When Democratic Sen. Edward M. Kennedy died on Aug. 25, 2009, media coverage of his passing and tributes by political figures were largely fawning and boosterish, capped by ubiquitous references to his legacy as the “liberal lion of the Senate,” a tribute to his decades-long crusade for progressive causes.
The New York Times obit hailed the 46-year Massachusetts legislator, younger brother to JFK and RFK, as “one of the most effective lawmakers in the history of the Senate,” while The Washington Post lauded him as “a lawmaker whose achievements, authority and collegiality invited comparisons to Daniel Webster, Henry Clay and other titans.”
Democrats should be no more willing to forgive Kennedy for his personal transgressions because they agreed with the progressive policy outcomes he helped achieve.
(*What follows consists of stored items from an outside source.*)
#[cfg(test)]
mod tests {
    use super::*;
    use crate::domain::Attendance;

    fn key(code: KeyCode) -> KeyEvent {
        KeyEvent::new(code, KeyModifiers::NONE)
    }

    fn ctrl(c: char) -> KeyEvent {
        KeyEvent::new(KeyCode::Char(c), KeyModifiers::CONTROL)
    }

    fn type_str(app: &mut App, s: &str) {
        for c in s.chars() {
            app.handle_key(key(KeyCode::Char(c)));
        }
    }

    fn app() -> App {
        App::new("love")
    }

    #[test]
    fn test_ctrl_c_quits_from_anywhere() {
        let mut app = app();
        assert!(app.handle_key(ctrl('c')));
    }

    #[test]
    fn test_landing_navigation() {
        let mut app = app();
        app.handle_key(key(KeyCode::Char('d')));
        assert_eq!(app.state().view, View::Details);

        app.handle_key(key(KeyCode::Esc));
        assert_eq!(app.state().view, View::Landing);

        app.handle_key(key(KeyCode::Char('r')));
        assert_eq!(app.state().view, View::Rsvp);
    }

    #[test]
    fn test_login_success_and_failure() {
        let mut app = app();
        app.handle_key(key(KeyCode::Char('a')));
        assert_eq!(app.state().view, View::AdminLogin);

        type_str(&mut app, "wrong");
        app.handle_key(key(KeyCode::Enter));
        assert_eq!(app.state().view, View::AdminLogin);
        assert!(app.state().login_error);

        // Clear and retry with the correct secret, mixed case
        for _ in 0..5 {
            app.handle_key(key(KeyCode::Backspace));
        }
        type_str(&mut app, "LOVE");
        app.handle_key(key(KeyCode::Enter));
        assert_eq!(app.state().view, View::AdminDashboard);
        assert!(!app.state().login_error);
    }

    #[test]
    fn test_rsvp_missing_fields_rejected() {
        let mut app = app();
        app.handle_key(key(KeyCode::Char('r')));
        app.handle_key(key(KeyCode::Enter));

        assert!(!app.state().submitted);
        assert!(app.state().rsvp_form.error.is_some());
        assert!(app.state().pending.is_empty());
    }

    #[test]
    fn test_rsvp_valid_submission_creates_one_record() {
        let mut app = app();
        app.handle_key(key(KeyCode::Char('r')));

        type_str(&mut app, "Jane Doe");
        app.handle_key(key(KeyCode::Tab));
        type_str(&mut app, "jane@example.com");
        // Attendance defaults to yes; bump party size to 2
        app.handle_key(key(KeyCode::Tab));
        app.handle_key(key(KeyCode::Tab));
        app.handle_key(key(KeyCode::Right));
        app.handle_key(key(KeyCode::Enter));

        assert!(app.state().submitted);
        let actions: Vec<_> = app.state().pending.iter().collect();
        assert_eq!(actions.len(), 1);
        match actions[0] {
            PendingAction::SubmitRsvp(rsvp) => {
                assert_eq!(rsvp.name, "Jane Doe");
                assert_eq!(rsvp.email, "jane@example.com");
                assert_eq!(rsvp.attending, Attendance::Yes);
                assert_eq!(rsvp.guests_count, 2);
            }
            other => panic!("unexpected action: {:?}", other),
        }

        // Enter again must not submit a second time
        app.handle_key(key(KeyCode::Enter));
        assert_eq!(app.state().view, View::Landing);
        assert_eq!(app.state().pending.len(), 1);
    }

    #[test]
    fn test_rsvp_declined_skips_party_size() {
        let mut app = app();
        app.handle_key(key(KeyCode::Char('r')));
        type_str(&mut app, "Bob");
        app.handle_key(key(KeyCode::Tab));
        type_str(&mut app, "bob@example.com");
        app.handle_key(key(KeyCode::Tab));
        // Cycle yes -> no
        app.handle_key(key(KeyCode::Right));
        assert_eq!(app.state().rsvp_form.attending, Attendance::No);
        // Tab skips the guests field entirely
        app.handle_key(key(KeyCode::Tab));
        assert_eq!(app.state().rsvp_form.field, RsvpField::Dietary);

        app.handle_key(key(KeyCode::Enter));
        match app.state().pending.front().unwrap() {
            PendingAction::SubmitRsvp(rsvp) => assert_eq!(rsvp.guests_count, 1),
            other => panic!("unexpected action: {:?}", other),
        }
    }

    fn login(app: &mut App) {
        app.handle_key(key(KeyCode::Char('a')));
        type_str(app, "love");
        app.handle_key(key(KeyCode::Enter));
        assert_eq!(app.state().view, View::AdminDashboard);
    }

    #[test]
    fn test_dashboard_tab_cycling_and_logout() {
        let mut app = app();
        login(&mut app);
        assert_eq!(app.state().admin_tab, AdminTab::Tasks);

        app.handle_key(key(KeyCode::Tab));
        assert_eq!(app.state().admin_tab, AdminTab::Rsvps);
        app.handle_key(key(KeyCode::BackTab));
        assert_eq!(app.state().admin_tab, AdminTab::Tasks);

        app.handle_key(key(KeyCode::Esc));
        assert_eq!(app.state().view, View::Landing);
    }

    #[test]
    fn test_add_task_via_input_mode() {
        let mut app = app();
        login(&mut app);

        app.handle_key(key(KeyCode::Char('a')));
        assert!(app.state().task_input.is_some());
        type_str(&mut app, "Book venue");
        app.handle_key(key(KeyCode::Enter));

        assert!(app.state().task_input.is_none());
        assert_eq!(
            app.state().pending.front(),
            Some(&PendingAction::AddTask("Book venue".to_string()))
        );
    }

    #[test]
    fn test_blank_task_title_ignored() {
        let mut app = app();
        login(&mut app);
        app.handle_key(key(KeyCode::Char('a')));
        type_str(&mut app, "   ");
        app.handle_key(key(KeyCode::Enter));
        assert!(app.state().pending.is_empty());
    }

    #[test]
    fn test_generate_tasks_sets_flag_and_refuses_second() {
        let mut app = app();
        login(&mut app);

        app.handle_key(key(KeyCode::Char('1')));
        assert!(app.state().generating);
        assert!(matches!(
            app.state().pending.front(),
            Some(PendingAction::Generate(GenerateRequest::Tasks { timeframe })) if timeframe == "12 months"
        ));

        app.handle_key(key(KeyCode::Char('2')));
        assert_eq!(app.state().pending.len(), 1);
        assert!(app.state().error.is_some());
    }

    #[test]
    fn test_config_keystroke_queues_full_replace() {
        let mut app = app();
        login(&mut app);
        app.handle_key(key(KeyCode::Tab));
        app.handle_key(key(KeyCode::Tab));
        assert_eq!(app.state().admin_tab, AdminTab::Details);

        // Focus starts on Date; typing appends and queues a replace
        app.handle_key(key(KeyCode::Char('!')));
        assert!(app.state().details.date.ends_with('!'));
        assert!(matches!(
            app.state().pending.back(),
            Some(PendingAction::ReplaceDetails(details)) if details.date.ends_with('!')
        ));
    }

    #[test]
    fn test_ai_enter_requests_vows_from_vow_section() {
        let mut app = app();
        login(&mut app);
        for _ in 0..3 {
            app.handle_key(key(KeyCode::Tab));
        }
        assert_eq!(app.state().admin_tab, AdminTab::AiTools);

        type_str(&mut app, "Erin");
        app.handle_key(key(KeyCode::Enter));

        assert!(matches!(
            app.state().pending.front(),
            Some(PendingAction::Generate(GenerateRequest::Vows { partner, .. })) if partner == "Erin"
        ));
    }

    #[test]
    fn test_ai_copy_without_result_is_an_error() {
        let mut app = app();
        login(&mut app);
        for _ in 0..3 {
            app.handle_key(key(KeyCode::Tab));
        }

        app.handle_key(KeyEvent::new(KeyCode::Char('y'), KeyModifiers::CONTROL));
        assert!(app.state().error.is_some());
        assert!(app.state().pending.is_empty());
    }
}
President Barack Obama eulogized him as being “given the gift of time that his brothers were not, and he used that gift to touch as many lives and right as many wrongs as the years would allow.” House Speaker Nancy Pelosi said that "Rooted in his deep patriotism, his abiding faith and his deep concern for the least among us, no one has done more than Senator Kennedy to educate our children, care for our seniors and ensure equality for all Americans." Even former GOP President George W. Bush, whose father George H.W. Bush had six years earlier awarded Kennedy an award for excellence in public service, issued a magnanimous statement.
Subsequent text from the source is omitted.